KancolleSniffer流FiddlerCoreの使い方

FiddlerCoreFiddlerというHTTPデバッグプロキシの、プロキシ実装部分を取り出したライブラリである。アプリケーションに組み込むと、通信内容の取得や書き換えを目的としたHTTPプロキシを簡単に実装できる。

FiddlerCoreはブラウザゲームの支援ツールの作成に便利なライブラリである。Googleの検索結果も上から二つは、艦これの専ブラの作者のページとなっている。

専ブラの実装にFiddlerCoreを使う場合の説明は、上の検索結果のトップのページが詳しい。専ブラの場合の通信の流れは、コンポーネントブラウザ⇔専ブラ⇔艦これサーバーとなる。

KancolleSnifferはFiddlerCoreでシステムプロキシを乗っ取っている。そのため通信の流れは、任意のHTTPクライアント⇔KancolleSniffer⇔インターネットとなる。HTTPが全部KancolleSnifferを経由する。それでも、特にHTTPのレスポンスが悪くなったり、CPUの負荷が上がったりはしない。

FiddlerCoreでシステムプロキシを乗っ取るときは、スタートアップで以下のようにフラグを指定する。

FiddlerApplication.Startup(0, FiddlerCoreStartupFlags.RegisterAsSystemProxy);

乗っ取ったHTTPの内容は、クライアントにレスポンスを返し終わってから呼ばれる、AfterSessionCompleteのイベントハンドラで取得できる。
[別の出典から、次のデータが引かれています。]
//! Error types for the exporter.
//!
//! - [`ConfigError`] - Startup configuration problems (fatal)
//! - [`SourceError`] - Event source transport failures (stream backs off)
//! - [`HandlerError`] - Per-event translation failures (event skipped)
//! - [`ExternalReadError`] - Contract state read failures (logged only)
//! - [`StoreError`] - Metric store rejections
//!
//! Only `ConfigError` ever leaves the process startup path; everything
//! else is contained in the stream that produced it.

use thiserror::Error;

use crate::domain::EventKind;

// =============================================================================
// Configuration Errors
// =============================================================================

/// Invalid or incomplete startup configuration.
#[derive(Debug, Error)]
pub enum ConfigError {
    /// Config file could not be read.
    #[error("Failed to read config file {path}: {source}")]
    Read {
        path: String,
        #[source]
        source: std::io::Error,
    },

    /// Config file is not valid TOML for `AppConfig`.
    #[error("Failed to parse config file {path}: {source}")]
    Parse {
        path: String,
        #[source]
        source: toml::de::Error,
    },

    /// A required value is absent from both the file and the environment.
    #[error("Missing required setting: {0}")]
    Missing(&'static str),

    /// A value is present but unusable.
    #[error("Invalid setting {field}: {reason}")]
    Invalid { field: &'static str, reason: String },

    /// ABI artifact could not be loaded or lacks an expected item.
    #[error("ABI error for {contract}: {reason}")]
    Abi { contract: String, reason: String },

    /// RPC node could not be reached or answered unexpectedly.
    #[error("Chain node unreachable at {url}: {reason}")]
    NodeUnreachable { url: String, reason: String },

    /// Configured address has no deployed code.
    #[error("Contract {contract} at {address} has no deployed code")]
    NoCode { contract: String, address: String },
}

// =============================================================================
// Source Errors
// =============================================================================

/// Failures while pulling events from a stream.
#[derive(Debug, Error)]
pub enum SourceError {
    /// Transport or filter failure (network, node restart, filter expired).
    #[error("Event source {stream} unavailable: {reason}")]
    Unavailable { stream: &'static str, reason: String },
}

// =============================================================================
// Handler Errors
// =============================================================================

/// Failures translating or applying a single event.
#[derive(Debug, Error)]
pub enum HandlerError {
    /// Handler received an event of another kind.
    #[error("Handler for {expected} received {actual} event")]
    WrongKind {
        expected: EventKind,
        actual: EventKind,
    },

    /// An argument has an unexpected type.
    #[error("Argument {field} of {kind} has type {found}, expected {expected}")]
    BadArgument {
        kind: EventKind,
        field: &'static str,
        expected: &'static str,
        found: &'static str,
    },

    /// An amount does not fit the ledger's integer width.
    #[error("Amount {value} of {kind} exceeds supported range")]
    AmountOutOfRange { kind: EventKind, value: String },

    /// Raw log did not match the ABI event definition.
    #[error("Failed to decode {kind} log: {reason}")]
    Decode { kind: EventKind, reason: String },

    /// The store rejected the event's batch.
    #[error("Metric store rejected batch: {0}")]
    Store(#[from] StoreError),
}

// =============================================================================
// External Read Errors
// =============================================================================

/// A read against deployed contract state failed.
#[derive(Debug, Error)]
#[error("Read of {call} on {contract} failed: {reason}")]
pub struct ExternalReadError {
    pub contract: String,
    pub call: &'static str,
    pub reason: String,
}

// =============================================================================
// Store Errors
// =============================================================================

/// Rejections from the metric store. A rejected batch leaves the store
/// untouched.
#[derive(Debug, Error)]
pub enum StoreError {
    /// Counter delta was negative.
    #[error("Invalid delta {delta} for counter {name}")]
    InvalidDelta { name: String, delta: i64 },

    /// No metric with this name and family is registered.
    #[error("Unknown metric: {0}")]
    UnknownMetric(String),

    /// Gauge is derived from the supply ledger and cannot be set directly.
    #[error("Metric {0} is derived from the supply ledger")]
    DerivedMetric(String),

    /// Arithmetic overflow while applying an update.
    #[error("Overflow updating {0}")]
    Overflow(String),

    /// Encoded exposition was not valid UTF-8.
    #[error("Metrics exposition is not UTF-8: {0}")]
    Encoding(#[from] std::string::FromUtf8Error),

    /// Prometheus registry or encoder failure.
    #[error("Prometheus error: {0}")]
    Prometheus(#[from] prometheus::Error),
}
たいていの場合はこれで問題ないはずだ。KancolleSnifferもバージョン1.11まではそうしていた。

Fiddler.FiddlerApplication.AfterSessionComplete += FiddlerApplication_AfterSessionComplete

次期バージョンでは戦闘開始のタイミングをプレイ画面と同期する必要があるため、クライアントにレスポンスを返す前に呼ばれる、BeforeResponseのハンドラを使うようにした。

FiddlerApplication.BeforeResponse += FiddlerApplication_BeforeResponse;

これには一つわながあって、FiddlerCoreはストリーミングモードで動いているので、BeforeResponseのハンドラを呼ぶと同時にクライアントへのレスポンスの送出を始めてしまう。これでは同期しない。

そこでリクエストを送る前に呼ばれるBeforeRequestのハンドラで、戦闘のAPIだけはFiddlerCoreがバッファリングモードで動くようにしている。ついでに、艦これ以外でBeforeResponseが呼ばれないように、SessionオブジェクトのIgnoreメソッドを呼んでいる。

private void FiddlerApplication_BeforeRequest(Session oSession)
{
    var path = oSession.PathAndQuery;
    if (!path.StartsWith("/kcsapi/api_")) // 艦これのAPI以外は無視する
    {
	oSession.Ignore();
	return;
    }
    // 戦闘開始のタイミングのずれを防ぐためにバッファする
    if (path.EndsWith("api_req_sortie/battle") || path.EndsWith("api_req_practice/battle"))
	oSession.bBufferResponse = true;
}

交戦形を表示しようと思っただけなのに死ぬほど面倒なことになって、何度ぶん投げようと思ったかわからないけど、これでようやく表示が意図通りのタイミングになった。